## DATASET:
☆ ☆ ☆ ☆
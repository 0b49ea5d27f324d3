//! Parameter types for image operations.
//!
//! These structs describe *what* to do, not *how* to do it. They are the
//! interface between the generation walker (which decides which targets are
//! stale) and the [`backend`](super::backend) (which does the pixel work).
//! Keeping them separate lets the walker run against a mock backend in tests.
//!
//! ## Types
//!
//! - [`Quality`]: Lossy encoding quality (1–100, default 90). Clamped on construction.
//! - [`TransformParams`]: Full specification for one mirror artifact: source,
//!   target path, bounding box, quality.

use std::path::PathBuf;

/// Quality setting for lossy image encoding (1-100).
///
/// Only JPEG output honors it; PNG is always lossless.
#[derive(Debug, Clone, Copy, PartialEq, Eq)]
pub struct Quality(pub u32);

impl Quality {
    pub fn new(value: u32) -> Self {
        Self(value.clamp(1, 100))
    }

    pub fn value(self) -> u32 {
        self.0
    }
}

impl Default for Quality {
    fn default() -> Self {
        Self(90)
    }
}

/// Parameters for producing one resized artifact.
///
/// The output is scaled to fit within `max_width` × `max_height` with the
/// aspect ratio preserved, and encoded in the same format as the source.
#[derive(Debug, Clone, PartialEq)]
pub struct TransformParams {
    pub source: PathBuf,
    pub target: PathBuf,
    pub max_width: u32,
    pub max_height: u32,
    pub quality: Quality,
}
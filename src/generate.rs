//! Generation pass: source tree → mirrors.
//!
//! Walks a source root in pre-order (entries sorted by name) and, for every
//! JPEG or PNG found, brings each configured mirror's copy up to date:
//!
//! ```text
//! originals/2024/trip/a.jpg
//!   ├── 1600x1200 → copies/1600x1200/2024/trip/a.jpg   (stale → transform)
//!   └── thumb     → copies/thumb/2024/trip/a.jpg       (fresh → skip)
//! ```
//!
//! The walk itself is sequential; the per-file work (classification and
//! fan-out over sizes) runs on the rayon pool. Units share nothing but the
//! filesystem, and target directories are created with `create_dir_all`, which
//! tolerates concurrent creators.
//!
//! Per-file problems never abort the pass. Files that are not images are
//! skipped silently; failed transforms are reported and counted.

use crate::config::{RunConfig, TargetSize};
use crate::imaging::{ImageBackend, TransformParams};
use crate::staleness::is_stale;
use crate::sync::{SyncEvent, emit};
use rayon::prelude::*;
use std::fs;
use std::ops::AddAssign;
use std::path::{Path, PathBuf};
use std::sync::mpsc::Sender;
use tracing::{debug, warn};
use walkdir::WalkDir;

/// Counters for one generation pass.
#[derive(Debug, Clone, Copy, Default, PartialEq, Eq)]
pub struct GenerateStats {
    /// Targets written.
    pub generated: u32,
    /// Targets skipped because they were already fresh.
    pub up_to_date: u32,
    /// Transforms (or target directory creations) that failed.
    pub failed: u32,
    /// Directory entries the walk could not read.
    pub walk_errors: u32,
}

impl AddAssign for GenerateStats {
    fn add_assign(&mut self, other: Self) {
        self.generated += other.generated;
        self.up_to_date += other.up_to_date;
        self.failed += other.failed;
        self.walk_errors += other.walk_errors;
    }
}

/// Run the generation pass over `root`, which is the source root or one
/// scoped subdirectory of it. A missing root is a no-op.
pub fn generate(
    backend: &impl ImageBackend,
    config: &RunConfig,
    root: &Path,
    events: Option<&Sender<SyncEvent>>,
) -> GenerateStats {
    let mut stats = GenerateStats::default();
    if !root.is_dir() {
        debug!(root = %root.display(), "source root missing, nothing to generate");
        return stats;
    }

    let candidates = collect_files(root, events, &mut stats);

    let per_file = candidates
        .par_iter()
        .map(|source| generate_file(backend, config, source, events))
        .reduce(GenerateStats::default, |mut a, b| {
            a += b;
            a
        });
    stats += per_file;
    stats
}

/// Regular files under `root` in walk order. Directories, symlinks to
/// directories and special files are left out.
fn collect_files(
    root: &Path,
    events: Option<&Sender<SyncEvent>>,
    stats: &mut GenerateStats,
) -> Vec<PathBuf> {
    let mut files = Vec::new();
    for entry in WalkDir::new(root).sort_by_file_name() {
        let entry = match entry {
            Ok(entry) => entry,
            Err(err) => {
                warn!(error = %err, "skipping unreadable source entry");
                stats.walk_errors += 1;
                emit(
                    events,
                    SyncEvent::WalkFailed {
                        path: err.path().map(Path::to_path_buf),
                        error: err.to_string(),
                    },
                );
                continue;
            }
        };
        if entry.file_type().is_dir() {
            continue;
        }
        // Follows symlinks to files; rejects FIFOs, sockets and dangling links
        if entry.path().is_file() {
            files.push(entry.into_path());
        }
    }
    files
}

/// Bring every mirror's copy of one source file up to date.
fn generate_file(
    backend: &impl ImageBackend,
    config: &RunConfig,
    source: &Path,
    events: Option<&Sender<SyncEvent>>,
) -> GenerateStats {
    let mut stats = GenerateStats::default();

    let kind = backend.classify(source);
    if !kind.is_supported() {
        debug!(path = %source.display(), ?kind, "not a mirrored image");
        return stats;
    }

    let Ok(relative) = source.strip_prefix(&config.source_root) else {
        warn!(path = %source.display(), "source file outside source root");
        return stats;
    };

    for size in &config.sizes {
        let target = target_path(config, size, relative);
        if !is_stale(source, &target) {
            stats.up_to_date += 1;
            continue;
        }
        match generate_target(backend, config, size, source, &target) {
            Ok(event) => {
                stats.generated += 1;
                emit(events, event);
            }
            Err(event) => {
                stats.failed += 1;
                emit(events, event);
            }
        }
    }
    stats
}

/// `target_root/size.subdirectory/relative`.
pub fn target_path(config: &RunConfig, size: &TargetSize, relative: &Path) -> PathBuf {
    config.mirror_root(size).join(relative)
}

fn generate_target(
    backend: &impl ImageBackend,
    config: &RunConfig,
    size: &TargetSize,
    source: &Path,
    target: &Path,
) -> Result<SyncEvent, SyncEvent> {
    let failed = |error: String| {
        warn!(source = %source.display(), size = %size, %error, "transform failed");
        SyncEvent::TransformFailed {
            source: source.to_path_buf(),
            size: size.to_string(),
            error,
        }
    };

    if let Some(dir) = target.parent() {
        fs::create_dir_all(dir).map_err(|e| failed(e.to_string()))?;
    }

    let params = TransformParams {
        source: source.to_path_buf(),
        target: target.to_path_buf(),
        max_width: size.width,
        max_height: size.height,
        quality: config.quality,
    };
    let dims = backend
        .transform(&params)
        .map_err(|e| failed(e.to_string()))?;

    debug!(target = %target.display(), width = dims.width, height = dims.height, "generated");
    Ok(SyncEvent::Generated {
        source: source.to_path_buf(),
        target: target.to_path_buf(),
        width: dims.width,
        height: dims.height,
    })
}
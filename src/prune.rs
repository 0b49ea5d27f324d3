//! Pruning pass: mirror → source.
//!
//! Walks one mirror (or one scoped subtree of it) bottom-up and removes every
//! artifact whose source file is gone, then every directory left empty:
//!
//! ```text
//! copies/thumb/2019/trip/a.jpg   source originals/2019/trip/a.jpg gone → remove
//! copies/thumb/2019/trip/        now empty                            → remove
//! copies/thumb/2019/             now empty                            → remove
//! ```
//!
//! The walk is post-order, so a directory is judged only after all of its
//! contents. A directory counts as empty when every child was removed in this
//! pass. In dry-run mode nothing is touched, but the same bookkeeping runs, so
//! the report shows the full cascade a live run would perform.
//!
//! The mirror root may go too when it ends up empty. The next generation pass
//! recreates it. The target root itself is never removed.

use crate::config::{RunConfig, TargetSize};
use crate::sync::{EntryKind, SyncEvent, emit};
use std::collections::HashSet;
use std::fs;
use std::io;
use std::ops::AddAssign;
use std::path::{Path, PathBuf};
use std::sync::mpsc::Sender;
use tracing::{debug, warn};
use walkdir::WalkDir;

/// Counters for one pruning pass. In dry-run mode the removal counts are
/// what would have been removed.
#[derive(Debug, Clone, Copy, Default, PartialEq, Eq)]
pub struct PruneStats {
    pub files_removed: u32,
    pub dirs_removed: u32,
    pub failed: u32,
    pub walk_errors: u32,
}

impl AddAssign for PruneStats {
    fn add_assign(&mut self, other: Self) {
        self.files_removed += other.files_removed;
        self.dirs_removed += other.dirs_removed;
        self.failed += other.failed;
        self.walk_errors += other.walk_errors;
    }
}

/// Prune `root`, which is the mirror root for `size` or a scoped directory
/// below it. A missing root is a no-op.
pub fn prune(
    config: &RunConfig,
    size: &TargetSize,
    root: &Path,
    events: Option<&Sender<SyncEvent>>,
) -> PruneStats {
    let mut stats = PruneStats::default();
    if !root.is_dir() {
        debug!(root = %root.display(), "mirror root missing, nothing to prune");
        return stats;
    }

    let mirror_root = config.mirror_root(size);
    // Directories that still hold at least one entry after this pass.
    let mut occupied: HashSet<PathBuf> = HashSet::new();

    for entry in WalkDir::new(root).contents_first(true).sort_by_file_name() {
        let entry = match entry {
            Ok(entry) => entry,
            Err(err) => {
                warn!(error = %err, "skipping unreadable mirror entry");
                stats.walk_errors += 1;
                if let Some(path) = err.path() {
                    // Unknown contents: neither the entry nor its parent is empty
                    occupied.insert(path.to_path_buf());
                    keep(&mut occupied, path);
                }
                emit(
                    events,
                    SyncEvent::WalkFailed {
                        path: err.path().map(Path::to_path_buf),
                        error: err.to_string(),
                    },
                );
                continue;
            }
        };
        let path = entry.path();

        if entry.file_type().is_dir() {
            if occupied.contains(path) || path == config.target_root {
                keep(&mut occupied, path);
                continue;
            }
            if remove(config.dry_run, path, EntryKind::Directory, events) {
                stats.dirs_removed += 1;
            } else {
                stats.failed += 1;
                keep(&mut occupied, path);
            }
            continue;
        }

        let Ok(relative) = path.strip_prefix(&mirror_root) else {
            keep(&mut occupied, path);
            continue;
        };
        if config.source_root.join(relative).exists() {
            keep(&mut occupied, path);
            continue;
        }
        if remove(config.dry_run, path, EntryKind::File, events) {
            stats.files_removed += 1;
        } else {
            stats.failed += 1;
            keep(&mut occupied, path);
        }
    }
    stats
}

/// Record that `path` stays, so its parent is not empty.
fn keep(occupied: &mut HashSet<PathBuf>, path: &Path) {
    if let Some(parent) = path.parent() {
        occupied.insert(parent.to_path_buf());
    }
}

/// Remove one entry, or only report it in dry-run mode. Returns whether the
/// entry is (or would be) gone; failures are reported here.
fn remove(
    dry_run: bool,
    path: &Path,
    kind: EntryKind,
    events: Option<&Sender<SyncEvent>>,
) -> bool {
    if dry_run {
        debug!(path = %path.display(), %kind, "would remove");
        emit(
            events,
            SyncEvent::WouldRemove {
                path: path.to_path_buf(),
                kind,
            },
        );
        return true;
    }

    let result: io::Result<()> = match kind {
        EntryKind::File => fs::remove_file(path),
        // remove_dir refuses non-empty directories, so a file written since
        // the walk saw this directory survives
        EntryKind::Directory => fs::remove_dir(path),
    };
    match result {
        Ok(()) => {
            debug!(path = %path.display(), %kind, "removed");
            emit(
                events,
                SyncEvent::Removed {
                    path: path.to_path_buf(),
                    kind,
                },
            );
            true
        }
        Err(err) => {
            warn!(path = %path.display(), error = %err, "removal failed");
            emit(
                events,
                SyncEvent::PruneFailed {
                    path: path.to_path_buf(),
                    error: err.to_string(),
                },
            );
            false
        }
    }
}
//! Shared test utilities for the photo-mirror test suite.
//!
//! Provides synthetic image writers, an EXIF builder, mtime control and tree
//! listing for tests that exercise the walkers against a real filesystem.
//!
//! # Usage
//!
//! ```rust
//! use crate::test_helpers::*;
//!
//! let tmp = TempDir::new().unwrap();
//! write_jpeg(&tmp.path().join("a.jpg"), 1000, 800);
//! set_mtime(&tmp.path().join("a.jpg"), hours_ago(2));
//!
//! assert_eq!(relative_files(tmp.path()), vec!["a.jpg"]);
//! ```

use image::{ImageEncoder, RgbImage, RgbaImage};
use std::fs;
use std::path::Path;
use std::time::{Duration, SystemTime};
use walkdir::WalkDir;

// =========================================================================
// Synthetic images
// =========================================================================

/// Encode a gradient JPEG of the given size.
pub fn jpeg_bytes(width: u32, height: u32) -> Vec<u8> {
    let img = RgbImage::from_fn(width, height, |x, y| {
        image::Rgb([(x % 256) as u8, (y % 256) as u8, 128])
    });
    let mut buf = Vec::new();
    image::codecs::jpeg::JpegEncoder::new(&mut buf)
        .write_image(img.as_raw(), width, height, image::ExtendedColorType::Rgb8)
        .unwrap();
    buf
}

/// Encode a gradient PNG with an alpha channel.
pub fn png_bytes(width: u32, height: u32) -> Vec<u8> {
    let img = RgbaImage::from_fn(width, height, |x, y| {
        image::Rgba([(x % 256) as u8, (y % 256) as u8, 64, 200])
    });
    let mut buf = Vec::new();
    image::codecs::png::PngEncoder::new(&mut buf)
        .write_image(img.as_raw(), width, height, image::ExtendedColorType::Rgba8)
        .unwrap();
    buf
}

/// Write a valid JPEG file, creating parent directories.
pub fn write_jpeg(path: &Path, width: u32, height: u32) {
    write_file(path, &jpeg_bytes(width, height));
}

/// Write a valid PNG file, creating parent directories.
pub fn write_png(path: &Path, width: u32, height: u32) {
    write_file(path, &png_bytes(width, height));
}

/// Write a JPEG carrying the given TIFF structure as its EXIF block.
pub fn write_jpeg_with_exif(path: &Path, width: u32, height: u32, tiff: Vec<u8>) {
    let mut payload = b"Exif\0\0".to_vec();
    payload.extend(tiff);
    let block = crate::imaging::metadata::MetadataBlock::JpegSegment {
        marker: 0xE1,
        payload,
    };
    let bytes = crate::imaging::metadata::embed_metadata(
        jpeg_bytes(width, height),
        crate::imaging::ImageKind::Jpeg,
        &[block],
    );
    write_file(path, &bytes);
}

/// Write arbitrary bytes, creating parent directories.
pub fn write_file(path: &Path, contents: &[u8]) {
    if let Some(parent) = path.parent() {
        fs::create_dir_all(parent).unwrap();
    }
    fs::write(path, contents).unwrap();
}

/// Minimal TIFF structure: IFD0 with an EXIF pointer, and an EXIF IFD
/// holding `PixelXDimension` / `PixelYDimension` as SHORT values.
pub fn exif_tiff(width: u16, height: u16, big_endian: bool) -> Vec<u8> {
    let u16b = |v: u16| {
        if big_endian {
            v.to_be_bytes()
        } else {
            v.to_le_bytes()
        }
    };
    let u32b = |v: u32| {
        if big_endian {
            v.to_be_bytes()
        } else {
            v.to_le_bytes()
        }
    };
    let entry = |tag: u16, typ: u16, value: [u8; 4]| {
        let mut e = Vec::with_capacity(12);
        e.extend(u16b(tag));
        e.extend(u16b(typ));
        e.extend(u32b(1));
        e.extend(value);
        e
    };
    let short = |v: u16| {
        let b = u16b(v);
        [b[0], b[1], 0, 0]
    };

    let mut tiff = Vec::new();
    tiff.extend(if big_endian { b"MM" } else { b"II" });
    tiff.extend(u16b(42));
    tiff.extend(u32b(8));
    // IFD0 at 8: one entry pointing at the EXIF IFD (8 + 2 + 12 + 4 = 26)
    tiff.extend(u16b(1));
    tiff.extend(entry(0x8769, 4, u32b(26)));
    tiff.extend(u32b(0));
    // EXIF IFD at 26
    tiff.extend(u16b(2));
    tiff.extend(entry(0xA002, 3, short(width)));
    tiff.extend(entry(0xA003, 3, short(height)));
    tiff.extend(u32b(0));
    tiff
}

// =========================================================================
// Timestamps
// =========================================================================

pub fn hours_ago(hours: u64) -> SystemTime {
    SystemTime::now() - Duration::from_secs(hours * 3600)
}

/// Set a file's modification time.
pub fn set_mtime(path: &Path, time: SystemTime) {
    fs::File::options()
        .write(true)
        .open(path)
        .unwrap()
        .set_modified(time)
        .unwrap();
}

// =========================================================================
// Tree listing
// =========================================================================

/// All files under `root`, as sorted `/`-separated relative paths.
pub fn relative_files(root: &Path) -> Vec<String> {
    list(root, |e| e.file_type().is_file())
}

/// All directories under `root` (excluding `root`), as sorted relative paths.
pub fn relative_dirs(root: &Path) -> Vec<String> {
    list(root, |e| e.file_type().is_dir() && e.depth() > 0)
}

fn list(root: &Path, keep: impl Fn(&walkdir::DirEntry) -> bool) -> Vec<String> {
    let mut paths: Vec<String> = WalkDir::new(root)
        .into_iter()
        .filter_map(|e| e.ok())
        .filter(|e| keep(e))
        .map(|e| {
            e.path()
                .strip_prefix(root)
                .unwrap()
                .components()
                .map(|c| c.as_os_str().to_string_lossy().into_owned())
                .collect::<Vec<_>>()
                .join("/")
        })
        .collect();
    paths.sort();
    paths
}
☆ ☆ ☆ ☆
## WHAT YOU HAVE TO DO:
Your answer should be every line from the material above in which the word "PathBuf" appears.

## SOLUTION TO THIS PROBLEM:
use std::path::PathBuf;
    pub source: PathBuf,
    pub target: PathBuf,
use std::path::{Path, PathBuf};
) -> Vec<PathBuf> {
pub fn target_path(config: &RunConfig, size: &TargetSize, relative: &Path) -> PathBuf {
use std::path::{Path, PathBuf};
    let mut occupied: HashSet<PathBuf> = HashSet::new();
fn keep(occupied: &mut HashSet<PathBuf>, path: &Path) {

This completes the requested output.